On May 9, the Reds designated him for assignment. On May 10, Dugger cleared waivers and was sent outright to the Triple-A Louisville Bats.

On May 12, Dugger was re-selected to the active roster. However, he didn't make an appearance for the Reds before he was designated for assignment again on May 14. On May 16, he cleared waivers and again returned to Louisville.

On July 7, the Reds yet again selected Dugger's contract. The next day, the Reds designated him for assignment and sent him outright to Triple-A. Dugger was selected to the major league roster for a third time on August 5 to make a start against the Milwaukee Brewers. On October 4, Dugger was once again designated for assignment. He cleared waivers and was sent outright to Louisville on October 6. However, Dugger rejected the outright assignment and instead elected free agency the same day.

===Texas Rangers===
On March 29, 2023, Dugger signed a minor league contract with the Texas Rangers organization.
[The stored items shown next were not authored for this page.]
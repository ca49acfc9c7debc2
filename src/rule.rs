//! Rules: a pattern plus what to report when it matches.

use itertools::Itertools;

use crate::error::CompileError;
use crate::format::{FormatterBuilder, MatchFormatter};
use crate::pattern::{ElementBuilder, MatchContext, MatchElement, Pattern, PatternMatch, find_all};
use crate::rule_set::MatchOptions;
use crate::synthesis::Synthesizer;
use crate::token::{Sentence, Token};
use crate::unifier::EquivalenceRegistry;

/// Reference from a suggestion to the token matched by a pattern element.
#[derive(Debug, Clone)]
pub struct MatchRef {
    pub element: usize,
    pub formatter: MatchFormatter,
    /// Format the token as pruned by the last unification block, if it took
    /// part in one.
    pub prefer_unified: bool,
}

#[derive(Debug, Clone)]
pub enum SuggestionPart {
    Text(String),
    Match(MatchRef),
}

/// One replacement template. Its candidates are every combination of its
/// parts' candidates.
#[derive(Debug, Clone, Default)]
pub struct Suggestion {
    parts: Vec<SuggestionPart>,
}

impl Suggestion {
    pub fn builder() -> SuggestionBuilder {
        SuggestionBuilder::default()
    }

    pub fn parts(&self) -> &[SuggestionPart] {
        &self.parts
    }
}

#[derive(Debug, Clone)]
enum PartBuilder {
    Text(String),
    Match {
        element: usize,
        formatter: FormatterBuilder,
        prefer_unified: bool,
    },
}

#[derive(Debug, Clone, Default)]
pub struct SuggestionBuilder {
    parts: Vec<PartBuilder>,
}

impl SuggestionBuilder {
    pub fn text(mut self, text: &str) -> Self {
        self.parts.push(PartBuilder::Text(text.to_string()));
        self
    }

    /// The token matched by `element`, formatted by `formatter`.
    pub fn matched(mut self, element: usize, formatter: FormatterBuilder) -> Self {
        self.parts.push(PartBuilder::Match {
            element,
            formatter,
            prefer_unified: false,
        });
        self
    }

    /// Like [`matched`](Self::matched), using the unified readings.
    pub fn unified(mut self, element: usize, formatter: FormatterBuilder) -> Self {
        self.parts.push(PartBuilder::Match {
            element,
            formatter,
            prefer_unified: true,
        });
        self
    }

    fn build(self, elements: usize) -> Result<Suggestion, CompileError> {
        let parts = self
            .parts
            .into_iter()
            .map(|part| match part {
                PartBuilder::Text(text) => Ok(SuggestionPart::Text(text)),
                PartBuilder::Match {
                    element,
                    formatter,
                    prefer_unified,
                } => {
                    if element >= elements {
                        return Err(CompileError::SuggestionOutOfRange { index: element });
                    }
                    Ok(SuggestionPart::Match(MatchRef {
                        element,
                        formatter: formatter.build()?,
                        prefer_unified,
                    }))
                }
            })
            .collect::<Result<_, _>>()?;
        Ok(Suggestion { parts })
    }
}

/// A reported match.
#[derive(Debug, Clone, PartialEq)]
pub struct RuleMatch {
    pub rule_id: String,
    /// Character offset of the first reported token.
    pub start_offset: usize,
    /// Character offset just past the last reported token.
    pub end_offset: usize,
    pub message: String,
    /// Replacement candidates, deduplicated, in suggestion order.
    pub replacements: Vec<String>,
    pub unified_tokens: Option<Vec<Token>>,
}

/// A compiled rule. Immutable and shareable between threads.
#[derive(Debug, Clone)]
pub struct Rule {
    id: String,
    pattern: Pattern,
    message: String,
    suggestions: Vec<Suggestion>,
    start_correction: usize,
    end_correction: usize,
}

impl Rule {
    pub fn builder(id: &str) -> RuleBuilder {
        RuleBuilder::new(id)
    }

    pub fn id(&self) -> &str {
        &self.id
    }

    pub fn pattern(&self) -> &Pattern {
        &self.pattern
    }

    pub fn suggestions(&self) -> &[Suggestion] {
        &self.suggestions
    }

    /// All matches of this rule in `sentence`.
    pub fn find_matches(
        &self,
        sentence: &Sentence,
        registry: &EquivalenceRegistry,
        synth: Option<&dyn Synthesizer>,
        options: &MatchOptions,
    ) -> Vec<RuleMatch> {
        let tokens = sentence.tokens();
        let mut ctx = MatchContext::new(registry, synth, options.max_steps);
        find_all(&self.pattern, tokens, &mut ctx, options.allow_overlapping)
            .into_iter()
            .filter_map(|m| self.report(&m, tokens, synth))
            .collect()
    }

    /// Turn a pattern match into a report, or `None` if the corrected span
    /// is empty.
    fn report(&self, m: &PatternMatch, tokens: &[Token], synth: Option<&dyn Synthesizer>) -> Option<RuleMatch> {
        let last_element = self.pattern.len() - 1 - self.end_correction;
        let reported = &m.spans()[self.start_correction..=last_element];
        let from = reported.iter().flatten().next()?.first;
        let to = reported.iter().flatten().last()?.last;
        if from > to {
            return None;
        }
        Some(RuleMatch {
            rule_id: self.id.clone(),
            start_offset: tokens[from].start,
            end_offset: tokens[to].end(),
            message: expand_message(&self.message, m, tokens),
            replacements: self.replacements(m, tokens, synth),
            unified_tokens: m.unified_tokens().map(<[Token]>::to_vec),
        })
    }

    fn replacements(&self, m: &PatternMatch, tokens: &[Token], synth: Option<&dyn Synthesizer>) -> Vec<String> {
        self.suggestions
            .iter()
            .filter(|s| !s.parts.is_empty())
            .flat_map(|suggestion| {
                suggestion
                    .parts
                    .iter()
                    .map(|part| part_candidates(part, m, tokens, synth))
                    .multi_cartesian_product()
                    .map(|combination| combination.concat())
            })
            .unique()
            .collect()
    }
}

fn part_candidates(
    part: &SuggestionPart,
    m: &PatternMatch,
    tokens: &[Token],
    synth: Option<&dyn Synthesizer>,
) -> Vec<String> {
    let reference = match part {
        SuggestionPart::Text(text) => return vec![text.clone()],
        SuggestionPart::Match(reference) => reference,
    };
    let Some(span) = m.span(reference.element) else {
        return vec![String::new()];
    };
    let matched = &tokens[span.first];
    let token = m
        .unified_tokens()
        .filter(|_| reference.prefer_unified)
        .and_then(|unified| unified.iter().find(|t| t.start == matched.start && t.surface == matched.surface))
        .unwrap_or(matched);
    let skipped = m.skipped_after(reference.element, tokens);
    reference.formatter.format(token, skipped, synth)
}

/// Replace `\N` (1-based element number) with the text element N matched.
fn expand_message(template: &str, m: &PatternMatch, tokens: &[Token]) -> String {
    let mut out = String::with_capacity(template.len());
    let mut chars = template.chars().peekable();
    while let Some(c) = chars.next() {
        if c != '\\' || !chars.peek().is_some_and(char::is_ascii_digit) {
            out.push(c);
            continue;
        }
        // Too large a number refers to no element.
        let mut number = Some(0usize);
        while let Some(digit) = chars.peek().and_then(|d| d.to_digit(10)) {
            number = number
                .and_then(|n| n.checked_mul(10))
                .and_then(|n| n.checked_add(digit as usize));
            chars.next();
        }
        if let Some(span) = number
            .and_then(|n| n.checked_sub(1))
            .and_then(|element| m.span(element))
        {
            out.push_str(&span_text(&tokens[span.first..=span.last]));
        }
    }
    out
}

fn span_text(tokens: &[Token]) -> String {
    let mut out = String::new();
    for (k, token) in tokens.iter().enumerate() {
        if k > 0 && token.whitespace_before {
            out.push(' ');
        }
        out.push_str(&token.surface);
    }
    out
}

/// Uncompiled description of a [`Rule`].
#[derive(Debug, Clone)]
pub struct RuleBuilder {
    id: String,
    elements: Vec<ElementBuilder>,
    message: String,
    suggestions: Vec<SuggestionBuilder>,
    start_correction: usize,
    end_correction: usize,
}

impl RuleBuilder {
    pub fn new(id: &str) -> Self {
        Self {
            id: id.to_string(),
            elements: Vec::new(),
            message: String::new(),
            suggestions: Vec::new(),
            start_correction: 0,
            end_correction: 0,
        }
    }

    pub fn id(&self) -> &str {
        &self.id
    }

    pub fn element(mut self, element: ElementBuilder) -> Self {
        self.elements.push(element);
        self
    }

    /// Message template; `\N` stands for the text matched by element N
    /// (counting from 1).
    ///
    /// Element patterns number their placeholders from 0 instead, so `\0`
    /// in a message refers to nothing and expands to an empty string.
    pub fn message(mut self, message: &str) -> Self {
        self.message = message.to_string();
        self
    }

    pub fn suggestion(mut self, suggestion: SuggestionBuilder) -> Self {
        self.suggestions.push(suggestion);
        self
    }

    /// Leave the first `n` elements out of the reported span.
    pub fn start_correction(mut self, n: usize) -> Self {
        self.start_correction = n;
        self
    }

    /// Leave the last `n` elements out of the reported span.
    pub fn end_correction(mut self, n: usize) -> Self {
        self.end_correction = n;
        self
    }

    /// Compile and validate. Errors carry the rule id.
    pub fn build(self, registry: &EquivalenceRegistry) -> Result<Rule, CompileError> {
        let id = self.id.clone();
        self.compile(registry).map_err(|err| err.in_rule(&id))
    }

    fn compile(self, registry: &EquivalenceRegistry) -> Result<Rule, CompileError> {
        let elements = self
            .elements
            .into_iter()
            .map(ElementBuilder::build)
            .collect::<Result<Vec<MatchElement>, _>>()?;
        let len = elements.len();
        let pattern = Pattern::new(elements, registry)?;
        if self.start_correction + self.end_correction >= len {
            return Err(CompileError::PositionCorrection {
                start: self.start_correction,
                end: self.end_correction,
                len,
            });
        }
        let suggestions = self
            .suggestions
            .into_iter()
            .map(|s| s.build(len))
            .collect::<Result<_, _>>()?;
        Ok(Rule {
            id: self.id,
            pattern,
            message: self.message,
            suggestions,
            start_correction: self.start_correction,
            end_correction: self.end_correction,
        })
    }
}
He spent the year with the Triple-A Round Rock Express, registering a 7–10 record and 4.31 ERA with 143 strikeouts in 146 1/3 innings pitched. Dugger became a free agent following the season on November 6.

===SSG Landers===
On November 27, 2023, Dugger signed with the SSG Landers of the KBO League. In 6 starts in 2024, he struggled to an 0–3 record and 12.71 ERA with 18 strikeouts across 22 2/3 innings pitched. Dugger was released by SSG on April 27, 2024.

===Oakland Athletics===
On May 17, 2024, Dugger signed a minor league contract with the Oakland Athletics organization. He pitched for the Triple-A Las Vegas Aviators, going 5–2 with a 4.79 ERA and 87 strikeouts across 20 games (16 starts). Dugger elected free agency following the season on November 4.

===Guerreros de Oaxaca===
On April 15, 2025, Dugger signed with the Guerreros de Oaxaca of the Mexican League. In three starts for Oaxaca, Dugger logged a 1–1 record and 3.97 ERA with nine strikeouts across 11 1/3 innings pitched.

===Texas Rangers (second stint)===
On May 6, 2025, Dugger signed a minor league contract with the Texas Rangers. In 10 appearances (four starts) for the Triple-A Round Rock Express, he struggled to a 1–4 record and 14.40 ERA with 21 strikeouts over 25 innings of work. Dugger was released by the Rangers organization on June 28.

===Guerreros de Oaxaca (second stint)===
On July 11, 2025, Dugger signed with the Guerreros de Oaxaca of the Mexican League. He made nine appearances (including seven starts) for the Guerreros, logging a 4–2 record and 3.97 ERA with 25 strikeouts over 34 innings of work.

Dugger appeared in 15 games (including 14 starts) for Oaxaca in 2026, compiling a 4–4 record and 6.68 ERA 49 strikeouts over 62 innings of work. He was released by the team on August 4, 2026.